Work to be completed: Each line from the one containing "assert_eq!(client.sent().len(), 1);" to the end of the entries below must be restated exactly, and no other line should appear.

[Collected data entries]

++++++++++++++++++++

//! Speech-to-text trait definition.

use async_trait::async_trait;

/// Speech-to-text trait for transcribing audio to text.
#[async_trait]
pub trait SpeechToText: Send + Sync {
    /// Transcribe audio bytes to text.
    ///
    /// # Arguments
    /// * `audio_bytes` - Raw audio data
    /// * `format` - Audio format hint (e.g., "ogg", "mp3", "wav")
    async fn transcribe(&self, audio_bytes: &[u8], format: &str) -> anyhow::Result<String>;

    /// Get the provider name.
    fn provider_name(&self) -> &str;
}
#[tokio::test]
async fn test_ignored_messages_create_no_users() {
    let completion = MockCompletion::new();
    let (registry, factory, _dir) = setup(completion.clone());
    let id = registry.create().await.unwrap();
    let client = factory.client(&id);

    let mut own = text_message("u1", "echo");
    own.from_me = true;
    let mut group = text_message("g1@g.us", "hello all");
    group.is_group = true;
    client.receive(own).await;
    client.receive(group).await;
    client.receive(text_message("u2", "")).await;
    client.receive(text_message("u3", "real")).await;
    eventually(|| client.sent().len() == 1).await;

    assert_eq!(completion.calls(), 1);
    assert_eq!(registry.list().await[0].users, 1);
}

// ─────────────────────────────────────────────────────────────────────────────
// Idle expiry
// ─────────────────────────────────────────────────────────────────────────────

#[tokio::test(start_paused = true)]
async fn test_idle_session_expires() {
    let completion = MockCompletion::new();
    let (registry, factory, _dir) = setup(completion.clone());
    let id = registry.create().await.unwrap();
    let client = factory.client(&id);

    tokio::time::advance(Duration::from_secs(29 * 60)).await;
    settle().await;
    assert!(registry.contains(&id).await);

    tokio::time::advance(Duration::from_secs(61)).await;
    settle().await;
    assert!(matches!(
        registry.get(&id).await,
        Err(RelayError::SessionNotFound(_))
    ));
    assert_eq!(client.destroy_count(), 1);

    // nothing reaches the router after expiry
    client.receive(text_message("u1", "late")).await;
    settle().await;
    assert_eq!(completion.calls(), 0);
}

#[tokio::test(start_paused = true)]
async fn test_activity_does_not_extend_lifetime() {
    let (registry, factory, _dir) = setup(MockCompletion::new());
    let id = registry.create().await.unwrap();
    let client = factory.client(&id);

    tokio::time::advance(Duration::from_secs(25 * 60)).await;
    client.receive(text_message("u1", "still here")).await;
    settle().await;
    assert_eq!(client.sent().len(), 1);

    tokio::time::advance(Duration::from_secs(6 * 60)).await;
    settle().await;
    assert!(!registry.contains(&id).await);
}

#[tokio::test(start_paused = true)]
async fn test_sessions_without_timeout_persist() {
    let dir = tempfile::tempdir().unwrap();
    let factory = Arc::new(MockFactory::default());
    let registry = registry(
        factory,
        MockCompletion::new(),
        settings(dir.path()).without_timeout(),
    );
    let id = registry.create().await.unwrap();

    tokio::time::advance(Duration::from_secs(24 * 3600)).await;
    settle().await;
    assert!(registry.contains(&id).await);
}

++++++++++++++++++++

Response:
    assert_eq!(client.sent().len(), 1);

    tokio::time::advance(Duration::from_secs(6 * 60)).await;
    settle().await;
    assert!(!registry.contains(&id).await);
}

#[tokio::test(start_paused = true)]
async fn test_sessions_without_timeout_persist() {
    let dir = tempfile::tempdir().unwrap();
    let factory = Arc::new(MockFactory::default());
    let registry = registry(
        factory,
        MockCompletion::new(),
        settings(dir.path()).without_timeout(),
    );
    let id = registry.create().await.unwrap();

    tokio::time::advance(Duration::from_secs(24 * 3600)).await;
    settle().await;
    assert!(registry.contains(&id).await);
}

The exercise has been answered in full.